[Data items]
----------

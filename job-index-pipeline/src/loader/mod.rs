//! Loader module for the job index pipeline.
//!
//! Rebuilds the search index from the relational store: jobs are paged out
//! with their skills, turned into documents, and bulk-indexed one chunk per
//! request.

mod retry;

use std::sync::Arc;
use tokio_util::sync::CancellationToken;
use tracing::{debug, error, info, instrument, warn};

pub use retry::{with_retry, RetryPolicy};

use crate::commit::DEFAULT_BATCH_SIZE;
use crate::errors::PipelineError;
use job_index_repository::JobIndexClient;
use job_index_shared::JobDocument;
use job_index_store::JobStore;

/// Configuration for the index loader.
#[derive(Debug, Clone)]
pub struct LoaderConfig {
    /// Jobs read from the store and sent per bulk request.
    pub batch_size: usize,
    pub retry: RetryPolicy,
}

impl Default for LoaderConfig {
    fn default() -> Self {
        Self {
            batch_size: DEFAULT_BATCH_SIZE,
            retry: RetryPolicy::default(),
        }
    }
}

impl LoaderConfig {
    pub fn with_batch_size(batch_size: usize) -> Self {
        Self {
            batch_size,
            ..Self::default()
        }
    }
}

/// Outcome of an index rebuild.
#[derive(Debug, Clone, Copy, Default, PartialEq, Eq)]
pub struct LoadReport {
    /// Whether the index had to be created first.
    pub index_created: bool,
    pub documents_indexed: usize,
    pub chunks_sent: usize,
}

/// Loader that bulk-indexes every job in the relational store.
///
/// Documents are upserts keyed by job id, so a rebuild over an existing
/// index replaces stale documents rather than duplicating them.
pub struct IndexLoader {
    store: Arc<dyn JobStore>,
    index: Arc<JobIndexClient>,
    config: LoaderConfig,
    cancel: CancellationToken,
}

impl IndexLoader {
    /// Create a new index loader with default configuration.
    pub fn new(store: Arc<dyn JobStore>, index: Arc<JobIndexClient>) -> Self {
        Self::with_config(store, index, LoaderConfig::default())
    }

    /// Create a new index loader with custom configuration.
    pub fn with_config(
        store: Arc<dyn JobStore>,
        index: Arc<JobIndexClient>,
        config: LoaderConfig,
    ) -> Self {
        Self {
            store,
            index,
            config,
            cancel: CancellationToken::new(),
        }
    }

    /// Stop before the next chunk once `cancel` fires. A chunk already in
    /// flight is always finished.
    pub fn with_cancellation(mut self, cancel: CancellationToken) -> Self {
        self.cancel = cancel;
        self
    }

    /// Jobs per chunk: the configured batch size, capped at the largest bulk
    /// request the index client accepts.
    pub fn chunk_size(&self) -> usize {
        match self.index.max_batch_size() {
            Some(max) => self.config.batch_size.min(max),
            None => self.config.batch_size,
        }
    }

    /// Ensure the index exists, then index every job chunk by chunk.
    ///
    /// Stops at the first chunk that cannot be indexed; chunks sent before
    /// it remain in the index and are counted in the returned
    /// [`PipelineError::RebuildFailed`].
    #[instrument(skip(self), fields(batch_size = self.config.batch_size))]
    pub async fn rebuild(&self) -> Result<LoadReport, PipelineError> {
        let chunk_size = self.chunk_size();
        if chunk_size == 0 {
            return Err(PipelineError::config("Batch size must be greater than zero"));
        }
        if chunk_size < self.config.batch_size {
            info!(
                batch_size = self.config.batch_size,
                chunk_size, "Capping chunks at the index client's bulk limit"
            );
        }

        let mut report = LoadReport {
            index_created: self.ensure_index().await?,
            ..LoadReport::default()
        };

        match self.index_all(chunk_size, &mut report).await {
            Ok(()) => {}
            Err(e @ PipelineError::Interrupted { .. }) => return Err(e),
            Err(e) => {
                error!(
                    chunks_sent = report.chunks_sent,
                    documents_indexed = report.documents_indexed,
                    "Index rebuild stopped"
                );
                return Err(PipelineError::rebuild_failed(
                    report.chunks_sent,
                    report.documents_indexed,
                    e,
                ));
            }
        }

        info!(
            documents = report.documents_indexed,
            chunks = report.chunks_sent,
            "Index rebuild complete"
        );
        Ok(report)
    }

    /// Page jobs out by id and send each page as one chunk, recording
    /// progress in `report` as chunks land.
    async fn index_all(&self, chunk_size: usize, report: &mut LoadReport) -> Result<(), PipelineError> {
        let mut after_id = 0;
        loop {
            if self.cancel.is_cancelled() {
                warn!(chunks_sent = report.chunks_sent, "Cancelled between chunks");
                return Err(PipelineError::interrupted("index rebuild", report.chunks_sent));
            }

            let page = self.store.find_jobs_with_skills(after_id, chunk_size).await?;

            let last_id = match page.last() {
                Some(record) => record.job.id,
                None => return Ok(()),
            };

            let documents: Vec<JobDocument> = page.iter().map(JobDocument::from).collect();
            self.flush(&documents).await?;

            report.documents_indexed += documents.len();
            report.chunks_sent += 1;
            after_id = last_id;

            debug!(
                chunk = report.chunks_sent,
                indexed = report.documents_indexed,
                "Indexed chunk"
            );
        }
    }

    /// Send one chunk as a single bulk request.
    async fn flush(&self, documents: &[JobDocument]) -> Result<(), PipelineError> {
        let index = self.index.as_ref();
        let summary = with_retry(&self.config.retry, "bulk index", move || {
            index.bulk_put(documents)
        })
        .await
        .map_err(|e| {
            error!(error = %e, count = documents.len(), "Failed to index chunk");
            PipelineError::index_write(e.to_string())
        })?;

        if summary.failed > 0 {
            let failed = summary.failed_ids();
            error!(failed = summary.failed, ids = ?failed, "Bulk request had item failures");
            return Err(PipelineError::index_write(format!(
                "Failed to index {} of {} documents (ids: {})",
                summary.failed,
                summary.total,
                failed.join(", ")
            )));
        }

        Ok(())
    }

    /// Create the index if it is missing.
    pub async fn ensure_index(&self) -> Result<bool, PipelineError> {
        let index = self.index.as_ref();
        with_retry(&self.config.retry, "ensure index", move || index.ensure_index())
            .await
            .map_err(PipelineError::Search)
    }

    /// Check if the search engine is healthy.
    pub async fn health_check(&self) -> Result<bool, PipelineError> {
        Ok(self.index.health_check().await?)
    }
}
//! Command-line interface.
//!
//! Each invocation runs one [`Command`] against fully wired
//! [`Dependencies`] and writes a JSON result to the given writer.

use std::io::Write;
use std::path::PathBuf;

use clap::{Parser, Subcommand, ValueEnum};
use serde_json::json;
use tracing::{error, info, warn};

use crate::config::{Dependencies, Settings};
use crate::IndexingError;
use job_index_pipeline::{PipelineError, RowErrorPolicy};
use job_index_shared::{Industry, JobSearchRequest, SortOrder, DEFAULT_PAGE_SIZE};
use job_index_store::StoreError;

#[derive(Parser, Debug)]
#[command(name = "job-index")]
#[command(about = "Load job CSVs into a relational store and a search index", long_about = None)]
pub struct Cli {
    #[command(subcommand)]
    pub command: Command,

    /// Log output format
    #[arg(long, env = "LOG_FORMAT", value_enum, default_value_t = LogFormat::Text, global = true)]
    pub log_format: LogFormat,

    /// Override BATCH_SIZE
    #[arg(long, global = true, value_parser = parse_batch_size)]
    pub batch_size: Option<usize>,

    /// Override ROW_ERROR_POLICY (skip|abort)
    #[arg(long, global = true, value_parser = parse_policy)]
    pub row_error_policy: Option<RowErrorPolicy>,

    /// Override DATABASE_URL
    #[arg(long, global = true)]
    pub database_url: Option<String>,

    /// Override JOB_INDEX_NAME
    #[arg(long, global = true)]
    pub index_name: Option<String>,
}

#[derive(Subcommand, Debug, Clone, PartialEq)]
pub enum Command {
    /// Load a job CSV into the store, then rebuild the index
    Ingest {
        /// Path to the CSV file
        path: PathBuf,
    },
    /// Rebuild the index from the store
    Reindex,
    /// Query the index
    Search {
        /// Free-text query over title, company, location and industry
        #[arg(short, long)]
        query: Option<String>,
        /// Exact industry filter
        #[arg(long)]
        industry: Option<Industry>,
        /// Sort by salary instead of relevance
        #[arg(long, value_enum)]
        sort: Option<SalarySort>,
        #[arg(long, default_value_t = 1)]
        page: u32,
        #[arg(long, default_value_t = DEFAULT_PAGE_SIZE)]
        limit: u32,
    },
    /// Print one job and its skills from the store
    Show { id: i64 },
    /// Delete a job and its index document
    Delete { id: i64 },
}

#[derive(ValueEnum, Debug, Clone, Copy, PartialEq, Eq)]
pub enum LogFormat {
    Text,
    Json,
}

#[derive(ValueEnum, Debug, Clone, Copy, PartialEq, Eq)]
pub enum SalarySort {
    Asc,
    Desc,
}

impl From<SalarySort> for SortOrder {
    fn from(sort: SalarySort) -> Self {
        match sort {
            SalarySort::Asc => SortOrder::Asc,
            SalarySort::Desc => SortOrder::Desc,
        }
    }
}

fn parse_batch_size(raw: &str) -> Result<usize, String> {
    crate::config::parse_batch_size(raw).map_err(|e| e.to_string())
}

fn parse_policy(raw: &str) -> Result<RowErrorPolicy, String> {
    raw.parse::<RowErrorPolicy>().map_err(|e| e.to_string())
}

impl Cli {
    /// Apply command-line overrides on top of environment settings.
    pub fn apply_overrides(&self, mut settings: Settings) -> Settings {
        if let Some(batch_size) = self.batch_size {
            settings.batch_size = batch_size;
        }
        if let Some(policy) = self.row_error_policy {
            settings.row_error_policy = policy;
        }
        if let Some(url) = &self.database_url {
            settings.database_url = url.clone();
        }
        if let Some(name) = &self.index_name {
            settings.index_name = name.clone();
        }
        settings
    }
}

impl Command {
    /// Build the search request for a `search` command.
    pub fn search_request(&self) -> Option<JobSearchRequest> {
        match self {
            Command::Search {
                query,
                industry,
                sort,
                page,
                limit,
            } => {
                let mut request = JobSearchRequest::new().with_page(*page, *limit);
                if let Some(query) = query {
                    request = request.with_query(query.clone());
                }
                if let Some(industry) = industry {
                    request = request.with_industry(*industry);
                }
                if let Some(sort) = sort {
                    request = request.sorted_by_salary((*sort).into());
                }
                Some(request)
            }
            _ => None,
        }
    }
}

/// Run a command and write its JSON result to `out`.
pub async fn execute<W: Write>(
    command: &Command,
    deps: &Dependencies,
    out: &mut W,
) -> Result<(), IndexingError> {
    let result = match command {
        Command::Ingest { path } => {
            let report = deps.orchestrator.ingest(path).await?;
            json!({
                "startedAt": report.started_at.to_rfc3339(),
                "elapsedMs": report.elapsed().num_milliseconds(),
                "rowsRead": report.rows_read,
                "rowsSkipped": report.rows_skipped,
                "duplicateRows": report.duplicate_rows,
                "skillsInserted": report.commit.skills.inserted,
                "jobsInserted": report.commit.jobs.inserted,
                "edgesInserted": report.commit.edges.inserted,
                "edgesDropped": report.commit.edges.dropped,
                "documentsIndexed": report.load.documents_indexed,
                "counts": {
                    "skills": report.counts.skills,
                    "jobs": report.counts.jobs,
                    "jobSkills": report.counts.job_skills,
                },
            })
        }
        Command::Reindex => {
            let report = deps.orchestrator.reindex().await?;
            json!({
                "indexCreated": report.index_created,
                "documentsIndexed": report.documents_indexed,
                "chunksSent": report.chunks_sent,
            })
        }
        Command::Search { .. } => {
            let request = command.search_request().unwrap_or_default();
            let page = deps.service.list_jobs(&request).await;
            serde_json::to_value(&page).map_err(std::io::Error::from)?
        }
        Command::Show { id } => match deps.service.get_job(*id).await? {
            Some(job) => serde_json::to_value(&job).map_err(std::io::Error::from)?,
            None => return Err(StoreError::not_found(*id).into()),
        },
        Command::Delete { id } => {
            let deleted = deps.service.delete_job(*id).await?;
            info!(id, deleted, "Delete finished");
            json!({ "id": id, "deleted": deleted })
        }
    };

    serde_json::to_writer_pretty(&mut *out, &result).map_err(std::io::Error::from)?;
    writeln!(out)?;
    Ok(())
}

/// Log a failed command with as much progress detail as the error carries.
pub fn log_failure(err: &IndexingError) {
    match err {
        IndexingError::PipelineError(PipelineError::StoreWrite {
            phase,
            phases_completed,
            source,
        }) => error!(
            phase = %phase,
            phases_completed,
            error = %source,
            "Ingestion failed while committing"
        ),
        IndexingError::PipelineError(PipelineError::RebuildFailed {
            chunks_sent,
            documents_indexed,
            source,
        }) => error!(
            chunks_sent,
            documents_indexed,
            error = %source,
            "Index rebuild failed"
        ),
        IndexingError::PipelineError(PipelineError::Interrupted {
            stage,
            batches_completed,
        }) => warn!(
            stage = %stage,
            batches_completed,
            "Interrupted, completed batches were kept"
        ),
        other => error!(error = %other, "Command failed"),
    }
}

----------

Across the entries, how many lines contain the word "limit"? State that number and nothing else.

**The answer**. 4